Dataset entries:
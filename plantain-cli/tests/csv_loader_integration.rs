//! Integration tests that exercise the loader against an on-disk fixture file.
//!
//! These complement the unit tests inside csv_loader.rs (which all use
//! inline string literals) by verifying that the full read-from-disk path
//! works end-to-end, including feeding the imported quarters to progress
//! tracking.

use std::path::Path;

use plantain_cli::commands;
use plantain_cli::csv_loader::{self, CsvLoadError};
use plantain_cli::forms::ProgressForm;
use plantain_core::calculations::progress::{Targets, track_progress};
use rust_decimal_macros::dec;

/// Path to the sample CSV shipped with the test fixtures.
fn fixture_path() -> &'static Path {
    Path::new(env!("CARGO_MANIFEST_DIR"))
        .join("tests")
        .join("fixtures")
        .join("quarterly_actuals.csv")
        .leak()
}

#[test]
fn test_load_fixture_file_succeeds() {
    let quarters =
        csv_loader::load_from_file(fixture_path()).expect("fixture file should load without error");

    assert_eq!(quarters.len(), 3);
}

#[test]
fn test_load_fixture_keeps_labels_and_values() {
    let quarters = csv_loader::load_from_file(fixture_path()).unwrap();

    assert_eq!(quarters[0].quarter, "Q3 2025");
    assert_eq!(quarters[0].revenue, dec!(2800000));
    assert_eq!(quarters[2].quarter, "Q1 2026");
    assert_eq!(quarters[2].production, dec!(7400));
    assert_eq!(quarters[2].expenses, dec!(2400000));
}

#[test]
fn test_fixture_metrics() {
    let quarters = csv_loader::load_from_file(fixture_path()).unwrap();

    let report = track_progress(quarters, None).unwrap();

    assert_eq!(report.metrics.total_revenue, dec!(10100000));
    assert_eq!(report.metrics.total_production, dec!(19800));
    // (3.9M - 2.8M) / 2.8M = 39.28...%
    assert_eq!(report.metrics.growth_rate, dec!(39.3));
}

#[test]
fn test_fixture_with_targets_moves_last_target() {
    let quarters = csv_loader::load_from_file(fixture_path()).unwrap();
    let targets = Targets {
        revenue: dec!(5000000),
        production: dec!(8000),
    };

    let report = track_progress(quarters, Some(&targets)).unwrap();

    assert!(report.targets_applied);
    assert_eq!(report.quarters[2].target, dec!(5000000));
    assert_eq!(report.quarters[2].revenue, dec!(3900000));
}

#[test]
fn test_progress_command_reads_actuals_flag() {
    let form = ProgressForm {
        actuals: Some(fixture_path().to_path_buf()),
        ..Default::default()
    };

    let report = commands::progress(&form).unwrap();

    assert_eq!(report.quarters.len(), 3);
    assert_eq!(report.quarters[1].quarter, "Q4 2025");
}

#[test]
fn test_load_nonexistent_file_returns_io_error() {
    let bad_path = Path::new("/this/path/does/not/exist.csv");

    match csv_loader::load_from_file(bad_path) {
        Err(CsvLoadError::Io { path, .. }) => assert_eq!(path, bad_path),
        other => panic!("expected Io error, got {:?}", other),
    }
}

*TASK TO CARRY OUT*
Repeat every record, keeping each word and mark exactly as it is.

*RESPONSE AREA*
filename plantain-cli/tests/csv_loader_integration.rs
//! Integration tests that exercise the loader against an on-disk fixture file.
//!
//! These complement the unit tests inside csv_loader.rs (which all use
//! inline string literals) by verifying that the full read-from-disk path
//! works end-to-end, including feeding the imported quarters to progress
//! tracking.

use std::path::Path;

use plantain_cli::commands;
use plantain_cli::csv_loader::{self, CsvLoadError};
use plantain_cli::forms::ProgressForm;
use plantain_core::calculations::progress::{Targets, track_progress};
use rust_decimal_macros::dec;

/// Path to the sample CSV shipped with the test fixtures.
fn fixture_path() -> &'static Path {
    Path::new(env!("CARGO_MANIFEST_DIR"))
        .join("tests")
        .join("fixtures")
        .join("quarterly_actuals.csv")
        .leak()
}

#[test]
fn test_load_fixture_file_succeeds() {
    let quarters =
        csv_loader::load_from_file(fixture_path()).expect("fixture file should load without error");

    assert_eq!(quarters.len(), 3);
}

#[test]
fn test_load_fixture_keeps_labels_and_values() {
    let quarters = csv_loader::load_from_file(fixture_path()).unwrap();

    assert_eq!(quarters[0].quarter, "Q3 2025");
    assert_eq!(quarters[0].revenue, dec!(2800000));
    assert_eq!(quarters[2].quarter, "Q1 2026");
    assert_eq!(quarters[2].production, dec!(7400));
    assert_eq!(quarters[2].expenses, dec!(2400000));
}

#[test]
fn test_fixture_metrics() {
    let quarters = csv_loader::load_from_file(fixture_path()).unwrap();

    let report = track_progress(quarters, None).unwrap();

    assert_eq!(report.metrics.total_revenue, dec!(10100000));
    assert_eq!(report.metrics.total_production, dec!(19800));
    // (3.9M - 2.8M) / 2.8M = 39.28...%
    assert_eq!(report.metrics.growth_rate, dec!(39.3));
}

#[test]
fn test_fixture_with_targets_moves_last_target() {
    let quarters = csv_loader::load_from_file(fixture_path()).unwrap();
    let targets = Targets {
        revenue: dec!(5000000),
        production: dec!(8000),
    };

    let report = track_progress(quarters, Some(&targets)).unwrap();

    assert!(report.targets_applied);
    assert_eq!(report.quarters[2].target, dec!(5000000));
    assert_eq!(report.quarters[2].revenue, dec!(3900000));
}

#[test]
fn test_progress_command_reads_actuals_flag() {
    let form = ProgressForm {
        actuals: Some(fixture_path().to_path_buf()),
        ..Default::default()
    };

    let report = commands::progress(&form).unwrap();

    assert_eq!(report.quarters.len(), 3);
    assert_eq!(report.quarters[1].quarter, "Q4 2025");
}

#[test]
fn test_load_nonexistent_file_returns_io_error() {
    let bad_path = Path::new("/this/path/does/not/exist.csv");

    match csv_loader::load_from_file(bad_path) {
        Err(CsvLoadError::Io { path, .. }) => assert_eq!(path, bad_path),
        other => panic!("expected Io error, got {:?}", other),
    }
}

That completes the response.